Duration: 4min 40sec Views: 700 Submitted: 17.05.2019
Category: Massage
It was a little past ten o'clock, and the weather outside was clear and gusty, typical of winters among the sand pines of coastal North Carolina. The woman—call her Judy—was checking into a new unit. She'd come to CIF to collect her standard issue of combat equipment. While Judy stood among the rows of stacked body armor, Kevlar helmets, and camouflage hiking packs, an infantryman named Brenden McDonel, who was standing a few places behind her in line, pulled out his phone and started surreptitiously taking her photograph. McDonel didn't know Judy, but that didn't keep him from posting the pictures to a private Facebook group called Marines United.

The US Marine Corps Is Facing A Huge Scandal Involving Nude Photos

Marine Scandal - Photos of Nude Female Servicewomen on Facebook Page

Marine Corps officials have called on the Naval Criminal Investigative Service to investigate after it was revealed that images of nude female servicemembers had been shared on Dropbox. Christopher Harrison said Monday. Harrison and Air Force Maj. Carla Gleason, a spokeswoman for the Pentagon, confirmed the new allegations span beyond the Marine Corps and could include all of the military services. They would not say Monday whether active-duty or reserve servicemembers were suspected of distributing the content, which was made illegal in December as part of the National Defense Authorization Act. But the pace at which social media platforms expand and evolve and the anonymity with which some of them are able to operate online can make it difficult for authorities to detect such harassment or to identify the victims, she said.
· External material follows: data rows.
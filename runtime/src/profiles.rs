//! Attendee profiles.
//!
//! A profile is keyed by the caller's user id and created lazily the first time
//! an operation needs it: on first read, first save, first registration, or
//! when the caller creates a conference (the profile is the conference's
//! parent).

use crate::ConferenceEnvironment;
use crate::retry::transact;
use conference_core::entity::{Profile, TeeShirtSize};
use conference_core::error::Result;
use conference_core::identity::CallerIdentity;
use conference_core::key::{EntityKey, Kind};
use conference_core::store::{Mutation, Precondition, Query, fetch_all};

/// Key of a user's profile.
#[must_use]
pub fn profile_key(user_id: &str) -> EntityKey {
    EntityKey::root(Kind::Profile, user_id)
}

/// Fields a caller may change on their profile.
#[derive(Clone, Debug, Default, PartialEq, Eq)]
pub struct ProfileUpdate {
    /// New display name.
    pub display_name: Option<String>,
    /// New shirt size.
    pub tee_shirt_size: Option<TeeShirtSize>,
}

/// A profile as read inside a transaction, with the precondition a write of it
/// must carry.
pub(crate) struct LoadedProfile {
    pub key: EntityKey,
    pub profile: Profile,
    pub precondition: Precondition,
}

impl LoadedProfile {
    pub(crate) fn put(self) -> Mutation {
        Mutation::put(self.key, self.profile, self.precondition)
    }
}

/// Read the caller's profile, or the default profile a first write would create.
pub(crate) async fn load_or_default(
    env: &ConferenceEnvironment,
    caller: &CallerIdentity,
) -> Result<LoadedProfile> {
    let key = profile_key(&caller.user_id);
    Ok(match env.find::<Profile>(&key).await? {
        Some(stored) => LoadedProfile {
            key,
            profile: stored.value,
            precondition: Precondition::At(stored.version),
        },
        None => LoadedProfile {
            key,
            profile: Profile {
                display_name: caller.nickname.clone(),
                main_email: caller.email.clone(),
                tee_shirt_size: TeeShirtSize::NotSpecified,
                conference_keys_to_attend: Vec::new(),
            },
            precondition: Precondition::Absent,
        },
    })
}

/// Profile reads and updates.
#[derive(Clone)]
pub struct ProfileDirectory {
    env: ConferenceEnvironment,
}

impl ProfileDirectory {
    /// Create the directory.
    #[must_use]
    pub const fn new(env: ConferenceEnvironment) -> Self {
        Self { env }
    }

    /// The caller's profile, created on first access.
    ///
    /// # Errors
    ///
    /// `Transient` or `Store` errors from the underlying transaction.
    #[tracing::instrument(skip(self, caller), fields(user = %caller.user_id))]
    pub async fn get_profile(&self, caller: &CallerIdentity) -> Result<Profile> {
        transact(&self.env.retry, "get_profile", move || async move {
            let loaded = load_or_default(&self.env, caller).await?;
            let profile = loaded.profile.clone();
            if loaded.precondition == Precondition::Absent {
                self.env.store.commit(vec![loaded.put()]).await?;
                tracing::info!("Profile created");
            }
            Ok(profile)
        })
        .await
    }

    /// Apply the given fields to the caller's profile.
    ///
    /// # Errors
    ///
    /// `Transient` or `Store` errors from the underlying transaction.
    #[tracing::instrument(skip(self, caller), fields(user = %caller.user_id))]
    pub async fn save_profile(&self, caller: &CallerIdentity, update: ProfileUpdate) -> Result<Profile> {
        let update = &update;
        transact(&self.env.retry, "save_profile", move || async move {
            let mut loaded = load_or_default(&self.env, caller).await?;
            if let Some(name) = &update.display_name {
                loaded.profile.display_name.clone_from(name);
            }
            if let Some(size) = update.tee_shirt_size {
                loaded.profile.tee_shirt_size = size;
            }
            let profile = loaded.profile.clone();
            self.env.store.commit(vec![loaded.put()]).await?;
            Ok(profile)
        })
        .await
    }

    /// Every profile, in user-id order.
    ///
    /// # Errors
    ///
    /// `Store` errors from the query.
    pub async fn list_profiles(&self) -> Result<Vec<Profile>> {
        let profiles = fetch_all::<Profile>(self.env.store.as_ref(), Query::kind(Kind::Profile)).await?;
        Ok(profiles.into_iter().map(|stored| stored.value).collect())
    }
}

#[cfg(test)]
mod tests {
    #![allow(clippy::unwrap_used)]

    use super::*;
    use conference_testing::caller;
    use conference_testing::mocks::{
        InMemoryCache, InMemoryEntityStore, RecordingTaskQueue, StaticIdentityResolver,
    };
    use std::sync::Arc;

    fn directory() -> (ProfileDirectory, InMemoryEntityStore) {
        let store = InMemoryEntityStore::new();
        let env = ConferenceEnvironment::new(
            Arc::new(store.clone()),
            Arc::new(InMemoryCache::new()),
            Arc::new(RecordingTaskQueue::new()),
            Arc::new(StaticIdentityResolver::new()),
        );
        (ProfileDirectory::new(env), store)
    }

    #[tokio::test]
    async fn first_read_creates_default_profile() {
        let (profiles, store) = directory();
        let alice = caller("alice");

        let profile = profiles.get_profile(&alice).await.unwrap();

        assert_eq!(profile.display_name, "alice");
        assert_eq!(profile.main_email, "alice@example.com");
        assert_eq!(profile.tee_shirt_size, TeeShirtSize::NotSpecified);
        assert!(store.contains(&profile_key("alice")));

        profiles.get_profile(&alice).await.unwrap();
        assert_eq!(store.commit_count(), 1);
    }

    #[tokio::test]
    async fn save_applies_only_given_fields() {
        let (profiles, _) = directory();
        let alice = caller("alice");

        profiles
            .save_profile(
                &alice,
                ProfileUpdate {
                    tee_shirt_size: Some(TeeShirtSize::MM),
                    ..ProfileUpdate::default()
                },
            )
            .await
            .unwrap();
        let profile = profiles
            .save_profile(
                &alice,
                ProfileUpdate {
                    display_name: Some("Alice A.".to_string()),
                    ..ProfileUpdate::default()
                },
            )
            .await
            .unwrap();

        assert_eq!(profile.display_name, "Alice A.");
        assert_eq!(profile.tee_shirt_size, TeeShirtSize::MM);
        assert_eq!(profiles.list_profiles().await.unwrap(), vec![profile]);
    }
}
Hundreds of Marines investigated for sharing photos of naked colleagues

By Chris Perez. March 5, pm Updated March 6, am. Hundreds of US Marines swapped naked pictures of female recruits and veterans — many of whom had no idea that they had been photographed — on a secret Facebook page, a report says. More than two dozen women — including active-duty and enlisted service members — were spotlighted on the social media site and identified by their full name, rank and military duty station, CIR reported on its website Reveal. After her photo was posted to the Marines United page on Feb.